Ultimately, the Court of Appeal held that this less-than-stellar drafting created such sufficient ambiguity that it could not be established beyond a reasonable doubt that the order applied to Pawlowski and that he was therefore in contempt of court. The court set aside the contempt conviction.
The Court of Appeal’s decision seems solid in the sense that the court applied important principles tied to the presumption of innocence and the necessity of clear language in any order that has potential consequences for its breach that are similar to criminal penalties. But at the same time, the court emphasized the rule of law and the need for court orders to be obeyed. With a little more care in drafting the injunction, Pawlowski’s conviction would probably have been upheld.

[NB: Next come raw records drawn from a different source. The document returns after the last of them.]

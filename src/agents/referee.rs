//! Referee agent: registers with the league manager, serves START_MATCH
//! and runs concurrent match conductions up to its capacity.

use async_trait::async_trait;
use serde_json::{json, Value};
use std::collections::HashSet;
use std::sync::Arc;
use std::time::Duration;
use tokio::sync::RwLock;
use tracing::{error, info};

use crate::error::LeagueError;
use crate::models::{AgentIdentity, AgentType, ScoringConfig};
use crate::protocol::envelope::Envelope;
use crate::protocol::ingress::MessageDispatcher;
use crate::protocol::messages::{
    self, RegisterRefereeParams, RegistrationResult, StartMatchParams,
};
use crate::service::communication::RpcClient;
use crate::service::game_service::{GameRules, NumberDraw};
use crate::service::match_service::{self, MatchConductor};
use crate::storage::Repository;

#[derive(Debug, Clone)]
pub struct RefereeConfig {
    pub referee_id: String,
    pub lm_endpoint: String,
    pub contact_endpoint: String,
    pub max_concurrent_matches: usize,
    pub outbox_interval: Duration,
    /// Matches found non-terminal on restart are failed after this long.
    pub stale_match_grace: Duration,
}

impl Default for RefereeConfig {
    fn default() -> Self {
        Self {
            referee_id: "REF01".to_string(),
            lm_endpoint: "http://127.0.0.1:9000".to_string(),
            contact_endpoint: "http://127.0.0.1:9201".to_string(),
            max_concurrent_matches: 50,
            outbox_interval: Duration::from_secs(5),
            stale_match_grace: Duration::from_secs(300),
        }
    }
}

pub struct Referee {
    config: RefereeConfig,
    client: Arc<RpcClient>,
    repo: Arc<Repository>,
    conductor: Arc<MatchConductor>,
    active: Arc<RwLock<HashSet<String>>>,
}

impl Referee {
    pub fn new(
        config: RefereeConfig,
        client: Arc<RpcClient>,
        repo: Arc<Repository>,
        rules: Arc<dyn GameRules>,
        draw: Arc<dyn NumberDraw>,
        scoring: ScoringConfig,
    ) -> Self {
        let conductor = Arc::new(MatchConductor::new(
            client.clone(),
            repo.clone(),
            rules,
            draw,
            scoring,
            config.referee_id.clone(),
            config.lm_endpoint.clone(),
        ));
        Self {
            config,
            client,
            repo,
            conductor,
            active: Arc::new(RwLock::new(HashSet::new())),
        }
    }

    /// Register with the league manager and install the issued token.
    pub async fn register(&self) -> Result<RegistrationResult, LeagueError> {
        let params = RegisterRefereeParams {
            referee_id: Some(self.config.referee_id.clone()),
            contact_endpoint: self.config.contact_endpoint.clone(),
            capabilities: vec!["even_odd".to_string()],
            max_concurrent_matches: Some(self.config.max_concurrent_matches),
        };
        let conversation_id = uuid::Uuid::new_v4().to_string();
        let result = self
            .client
            .call(
                &self.config.lm_endpoint,
                messages::REGISTER_REFEREE,
                &conversation_id,
                serde_json::to_value(&params)?,
            )
            .await?;
        let registration: RegistrationResult = serde_json::from_value(result)
            .map_err(|e| LeagueError::Validation(format!("malformed registration result: {e}")))?;
        self.client.set_auth_token(&registration.auth_token).await;
        info!(referee_id = %registration.agent_id, "registered with league manager");
        Ok(registration)
    }

    /// Restart recovery: fail matches abandoned by a previous process and
    /// queue their reports.
    pub async fn recover_stale_matches(
        &self,
        scoring: &ScoringConfig,
    ) -> Result<usize, LeagueError> {
        match_service::fail_stale_matches(&self.repo, scoring, self.config.stale_match_grace).await
    }

    /// Background resend loop for reports the league manager missed.
    pub fn spawn_outbox_loop(&self) -> tokio::task::JoinHandle<()> {
        tokio::spawn(match_service::flush_outbox(
            self.client.clone(),
            self.repo.clone(),
            self.config.lm_endpoint.clone(),
            self.config.outbox_interval,
        ))
    }

    async fn handle_start_match(
        &self,
        envelope: &Envelope,
        sender: &AgentIdentity,
        params: Value,
    ) -> Result<Value, LeagueError> {
        if sender.agent_type != AgentType::LeagueManager {
            return Err(LeagueError::IdentityMismatch(format!(
                "START_MATCH must come from the league manager, not {sender}"
            )));
        }
        if envelope.auth_token.is_none() {
            return Err(LeagueError::Auth("missing auth_token".into()));
        }
        let assignment: StartMatchParams = serde_json::from_value(params)
            .map_err(|e| LeagueError::Validation(format!("malformed START_MATCH: {e}")))?;

        {
            let mut active = self.active.write().await;
            if active.contains(&assignment.match_id) {
                // Re-dispatch of a match already in flight is a no-op.
                info!(match_id = %assignment.match_id, "duplicate START_MATCH ignored");
                return Ok(json!({ "status": "accepted", "duplicate": true }));
            }
            if self
                .repo
                .load_match_record(&assignment.match_id)
                .await?
                .is_some()
            {
                info!(match_id = %assignment.match_id, "match already conducted");
                return Ok(json!({ "status": "accepted", "duplicate": true }));
            }
            if active.len() >= self.config.max_concurrent_matches {
                return Err(LeagueError::ResourceExhausted(format!(
                    "{} concurrent matches already running",
                    active.len()
                )));
            }
            active.insert(assignment.match_id.clone());
        }

        let conductor = self.conductor.clone();
        let active = self.active.clone();
        let match_id = assignment.match_id.clone();
        tokio::spawn(async move {
            if let Err(e) = conductor.conduct(assignment).await {
                error!(match_id = %match_id, error_code = %e.code(), "match conduction failed: {e}");
            }
            active.write().await.remove(&match_id);
        });
        Ok(json!({ "status": "accepted" }))
    }
}

#[async_trait]
impl MessageDispatcher for Referee {
    async fn dispatch(
        &self,
        method: &'static str,
        envelope: &Envelope,
        params: Value,
    ) -> Result<Value, LeagueError> {
        let sender = envelope.validate()?;
        match method {
            messages::START_MATCH => self.handle_start_match(envelope, &sender, params).await,
            other => Err(LeagueError::UnknownMethod(format!(
                "{other} is not served by a referee"
            ))),
        }
    }
}
use serde::{Deserialize, Serialize};
use std::collections::BTreeSet;

#[derive(Debug, Clone, Copy, PartialEq, Eq, Serialize, Deserialize)]
#[serde(rename_all = "SCREAMING_SNAKE_CASE")]
pub enum LeagueStatus {
    Pending,
    Active,
    Completed,
}

/// Points awarded per match result.
#[derive(Debug, Clone, Serialize, Deserialize)]
pub struct ScoringConfig {
    pub win: u32,
    pub draw: u32,
    pub loss: u32,
    pub technical_loss: u32,
}

impl Default for ScoringConfig {
    fn default() -> Self {
        Self {
            win: 3,
            draw: 1,
            loss: 0,
            technical_loss: 0,
        }
    }
}

#[derive(Debug, Clone, Serialize, Deserialize)]
pub struct League {
    pub league_id: String,
    pub game_type: String,
    pub status: LeagueStatus,
    pub scoring: ScoringConfig,
    pub min_players: usize,
    pub max_players: usize,
    pub registered_players: BTreeSet<String>,
    pub assigned_referees: BTreeSet<String>,
}

impl League {
    pub fn new(league_id: impl Into<String>, game_type: impl Into<String>) -> Self {
        Self {
            league_id: league_id.into(),
            game_type: game_type.into(),
            status: LeagueStatus::Pending,
            scoring: ScoringConfig::default(),
            min_players: 2,
            max_players: 64,
            registered_players: BTreeSet::new(),
            assigned_referees: BTreeSet::new(),
        }
    }
}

An encouraging comment on free speech
Since the Court of Appeal found that the injunction did not clearly and unambiguously apply to Pawlowski, they did not deal with his appeal of the sanctions imposed by Justice A.W. Germain at his contempt hearing. The sanctions imposed included the following incredible order:
The final term of his probation order will be that when he is exercising his right of free speech and speaking against AHS Health Orders and AHS health recommendations, in a public gathering or public forum (including electronic social media); he must indicate in his communications the following:
“I am also aware that the views I am expressing to you on this occasion may not be views held by the majority of medical experts in Alberta. While I may disagree with them, I am obliged to inform you that the majority of medical experts favour social distancing, mask wearing, and avoiding large crowds to reduce the spread of COVID-19. Most medical experts also support participation in a vaccination program unless for a valid religious or medical reason you cannot be vaccinated. Vaccinations have been shown statistically to save lives and to reduce the severity of COVID-19 symptoms.”
It is hard to fathom how any judge in Canada could reason that compelled speech such as this could be reconcilable with exercising one’s right of free speech.
Christopher Scott, who was actually named in the injunction and also convicted of contempt for breaching it (but who did not appeal the conviction), had this sanction applied to him as well. He appealed against the sanctions imposed on him and raised this issue, which was heard together with Pawlowski’s appeal. Prior to the appeal, AHS agreed to a consent order removing that part of the sanctions, and acknowledged at the appeal that such an order violated the Charter.
Unfortunately, because of the agreement that the speech sanction was improper, the court did not do an in-depth Charter analysis of the sanction. However, the court did at least indicate that it found two significant problems with this sanction. First, AHS did not ask for it, and the judge imposed it without giving the parties a chance to make any arguments about it. Second, the Court of Appeal expressed concern that the sanction was unconstitutional in that it compelled the expression of a particular message, which is inconsistent with the Charter guarantee of free speech.
The rule of law prevails
In the end, Pawlowski succeeded in this case. The decision is significant, but not because it “vindicates” Pawlowski’s disregard for public health orders or the injunction itself. It does not. The Court of Appeal’s decision affirms the necessity and applicability of the rule of law, not only for those who would disobey the law, but for those who would enforce it. And that is important.